Any thoughts are much appreciated.

Mongo75

For the most part, yes. Two heaters of the same wattage will be the same as a heater of twice the wattage. Three heaters of 1/3 the total wattage will be the same as one heater three times their wattage. Two 100 watt heaters are equivalent to one 200w heater. Three 75w heaters are the same as a 150w (oops, bad math) 225 w heater.

Each smaller heater will work less than a larger single wattage heater. They may even keep minor fluctuation from happening, or reduce them as well. A single heater may have a 1 or 2 degree fluctuation, meaning your water temp may fluctuate one degree either side of what you have the heater set to. With two heaters, one may be on while the other is off but the water will be closer to your set temp because the one that's on will be taking up the slack for the one that's off.

It also depends on what your ambient room temp is. The colder your ambient room temp is, the harder the heater(s) will have to work in order to maintain your set temp. If the difference is too great, the heater(s) will lose. They won't be able to generate enough heat to keep the water at your set temp.

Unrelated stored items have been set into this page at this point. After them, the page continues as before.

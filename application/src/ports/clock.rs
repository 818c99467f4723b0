//! Clock port

use chrono::{DateTime, Duration, Utc};
use std::sync::Mutex;

pub trait Clock: Send + Sync {
    fn now(&self) -> DateTime<Utc>;
}

/// Wall clock.
#[derive(Debug, Clone, Copy, Default)]
pub struct SystemClock;

impl Clock for SystemClock {
    fn now(&self) -> DateTime<Utc> {
        Utc::now()
    }
}

/// A clock that only moves when told to.
#[derive(Debug)]
pub struct ManualClock {
    now: Mutex<DateTime<Utc>>,
}

impl ManualClock {
    pub fn new(start: DateTime<Utc>) -> Self {
        Self {
            now: Mutex::new(start),
        }
    }

    pub fn advance(&self, by: Duration) {
        if let Ok(mut now) = self.now.lock() {
            *now += by;
        }
    }
}

impl Clock for ManualClock {
    fn now(&self) -> DateTime<Utc> {
        self.now
            .lock()
            .map(|now| *now)
            .unwrap_or_else(|poisoned| *poisoned.into_inner())
    }
}
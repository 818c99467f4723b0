//! CLI command definitions

use clap::{Parser, ValueEnum};
use std::path::PathBuf;

/// How events and replies are written to stdout
#[derive(Debug, Clone, Copy, PartialEq, Eq, ValueEnum)]
pub enum OutputFormat {
    /// Colored, human-readable console output
    Console,
    /// One JSON object per line
    Json,
}

/// CLI arguments for ledger-assistant
#[derive(Parser, Debug)]
#[command(name = "ledger-assistant")]
#[command(author, version, about = "Conversational assistant for invoices, tasks and reminders")]
#[command(long_about = r#"
Ledger Assistant answers questions about your tasks and invoices and can act
on them through tools. Actions with side effects (creating an invoice,
scheduling a reminder) are queued for your confirmation instead of running
immediately; approve or reject them from chat mode.

Configuration files are loaded from (in priority order):
1. LEDGER_* environment variables (e.g. LEDGER_PROVIDER__MODEL)
2. --config <path>     Explicit config file
3. ./ledger.toml       Project-level config
4. ~/.config/ledger-assistant/config.toml   Global config

Example:
  ledger-assistant "Which tasks have unbilled hours?"
  ledger-assistant --json "Invoice the website redesign for January"
  ledger-assistant --chat
"#)]
pub struct Cli {
    /// The message to send (not required in chat mode)
    pub message: Option<String>,

    /// Start interactive chat mode
    #[arg(short, long)]
    pub chat: bool,

    /// Output format
    #[arg(short, long, value_enum, default_value = "console")]
    pub output: OutputFormat,

    /// Shorthand for `--output json`
    #[arg(long)]
    pub json: bool,

    /// Use the turn-based path instead of streaming
    #[arg(long)]
    pub no_stream: bool,

    /// Verbosity level (-v = info, -vv = debug, -vvv = trace)
    #[arg(short, long, action = clap::ArgAction::Count)]
    pub verbose: u8,

    /// Suppress progress indicators
    #[arg(short, long)]
    pub quiet: bool,

    /// Path to configuration file
    #[arg(long, value_name = "PATH")]
    pub config: Option<PathBuf>,

    /// Show configuration file locations and exit
    #[arg(long)]
    pub show_config: bool,

    /// Write diagnostic logs to daily files in this directory
    #[arg(long, value_name = "DIR")]
    pub log_dir: Option<PathBuf>,
}

impl Cli {
    pub fn output_format(&self) -> OutputFormat {
        if self.json {
            OutputFormat::Json
        } else {
            self.output
        }
    }
}
//! Provider configuration from TOML (`[provider]` section)

use ledger_domain::ProviderConfig;
use ledger_domain::session::config::{
    DEFAULT_API_VERSION, DEFAULT_BASE_URL, DEFAULT_MAX_TOKENS, DEFAULT_MODEL, DEFAULT_TEMPERATURE,
};
use serde::{Deserialize, Serialize};

/// Anthropic API provider configuration.
#[derive(Debug, Clone, PartialEq, Serialize, Deserialize)]
#[serde(default)]
pub struct FileProviderConfig {
    /// Environment variable name for the API key (default: "ANTHROPIC_API_KEY").
    pub api_key_env: String,
    /// Direct API key (not recommended, use the env var instead).
    pub api_key: Option<String>,
    /// Model id sent with every request.
    pub model: String,
    /// Max tokens per response.
    pub max_tokens: u32,
    /// Sampling temperature (0.0 - 1.0).
    pub temperature: f32,
    /// Base URL for the Anthropic API.
    pub base_url: String,
    /// Anthropic API version header.
    pub api_version: String,
}

impl Default for FileProviderConfig {
    fn default() -> Self {
        Self {
            api_key_env: "ANTHROPIC_API_KEY".to_string(),
            api_key: None,
            model: DEFAULT_MODEL.to_string(),
            max_tokens: DEFAULT_MAX_TOKENS,
            temperature: DEFAULT_TEMPERATURE,
            base_url: DEFAULT_BASE_URL.to_string(),
            api_version: DEFAULT_API_VERSION.to_string(),
        }
    }
}

impl FileProviderConfig {
    /// The configured key, falling back to the `api_key_env` variable.
    pub fn resolve_api_key(&self) -> Option<String> {
        self.api_key
            .as_deref()
            .map(str::trim)
            .filter(|k| !k.is_empty())
            .map(str::to_string)
            .or_else(|| {
                std::env::var(&self.api_key_env)
                    .ok()
                    .filter(|k| !k.trim().is_empty())
            })
    }

    /// Resolved settings. A missing key yields an empty `api_key`.
    pub fn to_provider_config(&self) -> ProviderConfig {
        ProviderConfig {
            api_key: self.resolve_api_key().unwrap_or_default(),
            model: self.model.clone(),
            max_tokens: self.max_tokens,
            temperature: self.temperature,
            base_url: self.base_url.trim_end_matches('/').to_string(),
            api_version: self.api_version.clone(),
        }
    }
}
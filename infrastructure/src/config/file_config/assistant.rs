//! Engine settings from TOML (`[assistant]` section)

use chrono::Duration;
use ledger_application::config::{DEFAULT_MAX_ROUNDS, EngineParams};
use ledger_domain::DEFAULT_PENDING_TTL_MINUTES;
use serde::{Deserialize, Serialize};
use std::path::PathBuf;

#[derive(Debug, Clone, PartialEq, Serialize, Deserialize)]
#[serde(default)]
pub struct FileAssistantConfig {
    /// Provider rounds per user message (default: 5)
    pub max_rounds: usize,
    /// Minutes a pending action stays approvable (default: 10)
    pub pending_action_ttl_minutes: i64,
    /// Directory for JSONL transcripts; unset disables them
    pub transcript_dir: Option<PathBuf>,
    /// Acting user for the local CLI
    pub user_id: String,
    /// Seconds between expiry sweeps in chat mode (default: 60)
    pub sweep_interval_secs: u64,
}

impl Default for FileAssistantConfig {
    fn default() -> Self {
        Self {
            max_rounds: DEFAULT_MAX_ROUNDS,
            pending_action_ttl_minutes: DEFAULT_PENDING_TTL_MINUTES,
            transcript_dir: None,
            user_id: "local".to_string(),
            sweep_interval_secs: 60,
        }
    }
}

impl FileAssistantConfig {
    pub fn to_engine_params(&self) -> EngineParams {
        EngineParams::default()
            .with_max_rounds(self.max_rounds)
            .with_pending_action_ttl(Duration::minutes(self.pending_action_ttl_minutes.max(1)))
    }
}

Think of all of this in terms of a horse drawn wagon. If the wagon is too heavy, one horse might not be able to pull it, so two horses are used. Two can pull the wagon better than one. If the wagon gets too heavy, or if you're pulling the wagon up a grade, then it may get to where even two horses aren't enough. If it's a moderately laden wagon an level ground, one horse can pull it, but two horses will each be pulling 1/2 the total weight, and therefore each horse will be working half as hard to pull the same weight.

Now, back to your original question...two 100w heaters placed on opposite ends of your tank will do a bang-up job of keeping your temp where you want it, and the heated water will be more even throughout the tank. Redundancy is always good in case of a failure too.

WetRootsNH

Sorry for the new thread, this was moved to its own post from the similar thread posted previously.

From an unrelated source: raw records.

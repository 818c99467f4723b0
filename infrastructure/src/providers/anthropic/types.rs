//! Anthropic Messages API wire types and translation
//!
//! Converts between the neutral [`ChatMessage`] log and the Messages API
//! shape:
//!
//! | Neutral | Wire |
//! |---------|------|
//! | `system` | top-level `system` string |
//! | `user` | `user` message, `text` block |
//! | `assistant` | `assistant` message, `text` + `tool_use` blocks |
//! | `tool` | `user` message, `tool_result` block |
//!
//! Consecutive messages landing on the same wire role are merged, since the
//! API requires roles to alternate.

use ledger_application::ports::llm_provider::ProviderError;
use ledger_domain::{
    ChatMessage, MessageMetadata, ProviderConfig, Role, ToolCall, arguments_from_value,
};
use serde::{Deserialize, Serialize};
use serde_json::Value;

#[derive(Debug, Serialize)]
pub(crate) struct MessagesRequest {
    pub model: String,
    pub max_tokens: u32,
    #[serde(skip_serializing_if = "Option::is_none")]
    pub system: Option<String>,
    pub messages: Vec<WireMessage>,
    pub temperature: f32,
    #[serde(skip_serializing_if = "Vec::is_empty")]
    pub tools: Vec<Value>,
    #[serde(skip_serializing_if = "std::ops::Not::not")]
    pub stream: bool,
}

impl MessagesRequest {
    /// Translate the neutral history into a request body.
    pub fn build(
        messages: &[ChatMessage],
        tools: Vec<Value>,
        config: &ProviderConfig,
        stream: bool,
    ) -> Self {
        let (system, messages) = to_wire_messages(messages);
        Self {
            model: config.model.clone(),
            max_tokens: config.max_tokens,
            system,
            messages,
            temperature: config.temperature,
            tools,
            stream,
        }
    }
}

#[derive(Debug, Clone, PartialEq, Serialize, Deserialize)]
pub(crate) struct WireMessage {
    pub role: String,
    pub content: Vec<ContentBlock>,
}

#[derive(Debug, Clone, PartialEq, Serialize, Deserialize)]
#[serde(tag = "type", rename_all = "snake_case")]
pub(crate) enum ContentBlock {
    Text {
        text: String,
    },
    ToolUse {
        id: String,
        name: String,
        input: Value,
    },
    ToolResult {
        tool_use_id: String,
        content: String,
    },
    /// Block types this adapter does not use (e.g. `thinking`)
    #[serde(other)]
    Other,
}

#[derive(Debug, Deserialize)]
pub(crate) struct MessagesResponse {
    pub content: Vec<ContentBlock>,
    pub model: String,
    pub stop_reason: Option<String>,
    #[serde(default)]
    pub usage: Usage,
}

#[derive(Debug, Default, Clone, Copy, Deserialize)]
pub(crate) struct Usage {
    #[serde(default)]
    pub input_tokens: Option<u32>,
    #[serde(default)]
    pub output_tokens: Option<u32>,
}

#[derive(Debug, Deserialize)]
pub(crate) struct ErrorEnvelope {
    pub error: ErrorBody,
}

#[derive(Debug, Deserialize)]
pub(crate) struct ErrorBody {
    #[serde(rename = "type", default)]
    pub kind: String,
    #[serde(default)]
    pub message: String,
}

/// Split off the system prompt and translate the rest, merging same-role runs.
pub(crate) fn to_wire_messages(messages: &[ChatMessage]) -> (Option<String>, Vec<WireMessage>) {
    let mut system_parts: Vec<&str> = Vec::new();
    let mut wire: Vec<WireMessage> = Vec::new();

    for message in messages {
        let (role, blocks) = match message.role {
            Role::System => {
                if !message.content.trim().is_empty() {
                    system_parts.push(&message.content);
                }
                continue;
            }
            Role::User => ("user", text_block(&message.content).into_iter().collect()),
            Role::Tool => (
                "user",
                vec![ContentBlock::ToolResult {
                    tool_use_id: message.tool_call_id.clone().unwrap_or_default(),
                    content: message.content.clone(),
                }],
            ),
            Role::Assistant => {
                let mut blocks: Vec<ContentBlock> =
                    text_block(&message.content).into_iter().collect();
                blocks.extend(message.tool_calls.iter().map(|call| ContentBlock::ToolUse {
                    id: call.id.clone(),
                    name: call.name.clone(),
                    input: Value::Object(call.arguments.clone()),
                }));
                ("assistant", blocks)
            }
        };

        if blocks.is_empty() {
            continue;
        }
        match wire.last_mut() {
            Some(last) if last.role == role => last.content.extend(blocks),
            _ => wire.push(WireMessage {
                role: role.to_string(),
                content: blocks,
            }),
        }
    }

    let system = if system_parts.is_empty() {
        None
    } else {
        Some(system_parts.join("\n\n"))
    };
    (system, wire)
}

fn text_block(content: &str) -> Option<ContentBlock> {
    if content.is_empty() {
        None
    } else {
        Some(ContentBlock::Text {
            text: content.to_string(),
        })
    }
}

/// Assemble the neutral assistant message from a non-streamed response.
pub(crate) fn from_response(response: MessagesResponse) -> Result<ChatMessage, ProviderError> {
    let mut text = String::new();
    let mut tool_calls = Vec::new();

    for block in response.content {
        match block {
            ContentBlock::Text { text: part } => text.push_str(&part),
            ContentBlock::ToolUse { id, name, input } => {
                let arguments = arguments_from_value(input)
                    .map_err(|e| ProviderError::InvalidResponse(e.to_string()))?;
                tool_calls.push(ToolCall::new(id, name).with_arguments(arguments));
            }
            ContentBlock::ToolResult { .. } | ContentBlock::Other => {}
        }
    }

    let metadata = MessageMetadata {
        model: Some(response.model),
        input_tokens: response.usage.input_tokens,
        output_tokens: response.usage.output_tokens,
        duration_ms: None,
    };
    Ok(ChatMessage::assistant_with_tools(text, tool_calls).with_metadata(metadata))
}

/// Map a non-success HTTP status and its body to a provider error.
pub(crate) fn status_error(status: u16, body: &str) -> ProviderError {
    let detail = serde_json::from_str::<ErrorEnvelope>(body)
        .map(|e| {
            if e.error.kind.is_empty() {
                e.error.message
            } else {
                format!("{}: {}", e.error.kind, e.error.message)
            }
        })
        .unwrap_or_else(|_| body.trim().to_string());
    let detail = format!("HTTP {}: {}", status, detail);

    match status {
        401 | 403 => ProviderError::AuthenticationError(detail),
        429 => ProviderError::RateLimited(detail),
        _ => ProviderError::RequestFailed(detail),
    }
}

Any thoughts are much appreciated.
I'm not sure about the mathification or physicals bout it. I will say that I run two 150w heaters on my 75 gallon and what has happened is that one just never turns on and the other is almost always on. So I'd say eventually I'm going to have 1 dead heater and one that's pretty much never been used.

cmid21

For the most part, yes. Two heaters of the same wattage will be the same as a heater of twice the wattage. Three heaters of 1/3 the total wattage will be the same as one heater three times their wattage. Two 100 watt heaters are equivalent to one 200w heater. Three 75w heaters are the same as a 150w heater.

Each smaller heater will work less than a larger single wattage heater. They may even keep minor fluctuation from happening, or reduce them as well. A single heater may have a 1 or 2 degree fluctuation, meaning your water temp may fluctuate one degree either side of what you have the heater set to. With two heaters, one may be on while the other is off but the water will be closer to your set temp because the one that's on will be taking up the slack for the one that's off.

It also depends on what your ambient room temp is. The colder your ambient room temp is, the harder the heater(s) will have to work in order to maintain your set temp. If the difference is too great, the heater(s) will lose. They won't be able to generate enough heat to keep the water at your set temp.

Think of all of this in terms of a horse drawn wagon. If the wagon is too heavy, one horse might not be able to pull it, so two horses are used. Two can pull the wagon better than one. If the wagon gets too heavy, or if you're pulling the wagon up a grade, then it may get to where even two horses aren't enough. If it's a moderately laden wagon an level ground, one horse can pull it, but two horses will each be pulling 1/2 the total weight, and therefore each horse will be working half as hard to pull the same weight.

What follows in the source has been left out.